▸ TASK DIRECTIONS: Check every line of the entries below for the word "created", and copy the ones that have it.

(Collected data entries)
--- START ---

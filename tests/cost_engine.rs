use approx::assert_relative_eq;
use chrono::{TimeZone, Utc};

use print_cost::{
    AuxiliaryModuleRecord, CalculationRequest, Consumable, ConsumableKind, ConsumableRecord,
    CostConfig, CostEngine, Depreciating, Filament, FilamentRecord, JobStatus, PrintJob, Printer,
    PrinterRecord, Scenario, analyze,
};

fn config() -> CostConfig {
    CostConfig::default()
}

fn printer(aux: bool) -> Printer {
    Printer::from_record(
        PrinterRecord {
            id: "printer".to_string(),
            purchase_price: Some(300.0),
            estimated_lifetime_hours: Some(5000.0),
            printing_watts: Some(120.0),
            auxiliary: aux.then(|| AuxiliaryModuleRecord {
                working_watts: Some(20.0),
                purchase_price: Some(150.0),
                estimated_lifetime_hours: Some(2500.0),
                ..Default::default()
            }),
            ..Default::default()
        },
        &config(),
    )
}

fn filament() -> Filament {
    Filament::from_record(
        FilamentRecord {
            id: "filament".to_string(),
            spool_price: Some(25.0),
            spool_weight_g: Some(1000.0),
            ..Default::default()
        },
        &config(),
    )
}

#[test]
fn reference_print_end_to_end() {
    let (p, f) = (printer(false), filament());
    let engine = CostEngine::new(config());
    let b = engine.calculate(
        &CalculationRequest::new(&p, &f, 60.0, 20.0)
            .with_electricity_rate(0.15)
            .with_failure_rate(0.05),
    );

    assert_relative_eq!(b.filament.cost, 0.5, epsilon = 1e-12);
    assert_relative_eq!(b.electricity.cost, 0.018, epsilon = 1e-12);
    assert_relative_eq!(b.depreciation.cost, 0.06, epsilon = 1e-12);
    assert_relative_eq!(b.subtotal, 0.578, epsilon = 1e-12);
    assert_relative_eq!(b.effective_cost, 0.608_421_052_631_578_9, epsilon = 1e-12);
    assert_relative_eq!(b.failure_buffer, 0.030_421_052_631_578_9, epsilon = 1e-12);
    assert_eq!(b.markup_amount, 0.0);
    assert_relative_eq!(b.total, b.effective_cost, epsilon = 1e-12);
    assert_relative_eq!(b.percentages.sum(), 100.0, epsilon = 1e-9);
}

#[test]
fn invariants_hold_across_inputs() {
    let engine = CostEngine::new(config());
    let f = filament();
    let parts: Vec<Consumable> = [ConsumableKind::Nozzle, ConsumableKind::Belt]
        .into_iter()
        .map(|kind| {
            Consumable::from_record(
                ConsumableRecord {
                    id: kind.to_string(),
                    kind: Some(kind),
                    ..Default::default()
                },
                &config(),
            )
        })
        .collect();

    for aux in [false, true] {
        let p = printer(aux);
        for (minutes, grams, failure, markup) in [
            (0.0, 0.0, 0.0, 0.0),
            (1.0, 0.2, 0.02, 5.0),
            (600.0, 240.0, 0.3, 50.0),
            (3.5, 1.0, 0.99, 0.0),
        ] {
            let b = engine.calculate(
                &CalculationRequest::new(&p, &f, minutes, grams)
                    .with_consumables(&parts)
                    .with_failure_rate(failure)
                    .with_labor(15.0, minutes / 600.0)
                    .with_markup(markup),
            );
            let sum = b.filament.cost
                + b.electricity.cost
                + b.depreciation.cost
                + b.consumables_cost
                + b.labor.cost;
            assert_relative_eq!(b.subtotal, sum, epsilon = 1e-9);
            assert_relative_eq!(
                b.total,
                b.subtotal + b.failure_buffer + b.markup_amount,
                epsilon = 1e-9
            );
            if b.subtotal > 0.0 {
                assert_relative_eq!(b.percentages.sum(), 100.0, epsilon = 1e-9);
            } else {
                assert_eq!(b.percentages.sum(), 0.0);
            }
        }
    }
}

#[test]
fn zero_lifetime_assets_do_not_depreciate() {
    let p = Printer {
        estimated_lifetime_hours: 0.0,
        ..printer(false)
    };
    assert_eq!(p.depreciation_per_hour(), 0.0);
    assert_eq!(p.total_depreciation_cost(240.0), 0.0);
}

#[test]
fn filament_geometry_round_trips() {
    let f = filament();
    for grams in [0.01, 1.0, 33.3, 999.0] {
        assert_relative_eq!(
            f.length_to_weight(f.weight_to_length(grams)),
            grams,
            max_relative = 1e-6
        );
    }
}

#[test]
fn comparator_ranks_totals() {
    let config = config();
    let p = Printer::from_record(
        PrinterRecord {
            id: "zero".to_string(),
            purchase_price: Some(0.0),
            printing_watts: Some(0.0),
            ..Default::default()
        },
        &config,
    );
    let f = Filament::from_record(
        FilamentRecord {
            id: "gram".to_string(),
            spool_price: Some(1.0),
            spool_weight_g: Some(1.0),
            ..Default::default()
        },
        &config,
    );
    let scenarios: Vec<Scenario> = [10.0, 7.0, 12.0]
        .into_iter()
        .map(|grams| {
            Scenario::new(
                format!("{grams} g"),
                CalculationRequest::new(&p, &f, 30.0, grams).with_failure_rate(0.0),
            )
        })
        .collect();

    let cmp = CostEngine::new(config).compare(&scenarios);
    let lowest: Vec<bool> = cmp.results.iter().map(|r| r.is_lowest).collect();
    let highest: Vec<bool> = cmp.results.iter().map(|r| r.is_highest).collect();
    assert_eq!(lowest, [false, true, false]);
    assert_eq!(highest, [false, false, true]);
    assert_relative_eq!(cmp.results[0].difference_from_lowest, 3.0, epsilon = 1e-12);
}

#[test]
fn break_even_examples() {
    let losing = analyze(500.0, 2.0, 1.0);
    assert!(!losing.profitable);
    assert!(losing.break_even_quantity.is_infinite());

    let winning = analyze(500.0, 2.0, 7.0);
    assert!(winning.profitable);
    assert_eq!(winning.margin_per_unit, 5.0);
    assert_eq!(winning.break_even_quantity, 100.0);
}

#[test]
fn completed_job_keeps_its_numbers() {
    let (p, f) = (printer(true), filament());
    let engine = CostEngine::new(config());
    let breakdown = engine.calculate(&CalculationRequest::new(&p, &f, 150.0, 42.0).with_markup(25.0));
    let created = Utc.with_ymd_and_hms(2026, 9, 1, 8, 0, 0).unwrap();
    let finished = Utc.with_ymd_and_hms(2026, 9, 1, 10, 30, 0).unwrap();

    let job = PrintJob::new("job", "Gearbox housing", breakdown.clone(), created)
        .transition(JobStatus::Printing, created)
        .and_then(|j| j.transition(JobStatus::Completed, finished))
        .unwrap();

    assert_eq!(job.breakdown(), &breakdown);
    assert_eq!(job.completed_at(), Some(finished));
    assert!(job.transition(JobStatus::Failed, finished).is_err());

    // The caller accrues usage once, after completion.
    let used = p.record_usage(job.parameters().print_time_minutes / 60.0);
    assert_relative_eq!(used.current_hours, 2.5, epsilon = 1e-12);
}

--- END ---

▸ ANSWER FOR THE TASK:
    let created = Utc.with_ymd_and_hms(2026, 9, 1, 8, 0, 0).unwrap();
    let job = PrintJob::new("job", "Gearbox housing", breakdown.clone(), created)
        .transition(JobStatus::Printing, created)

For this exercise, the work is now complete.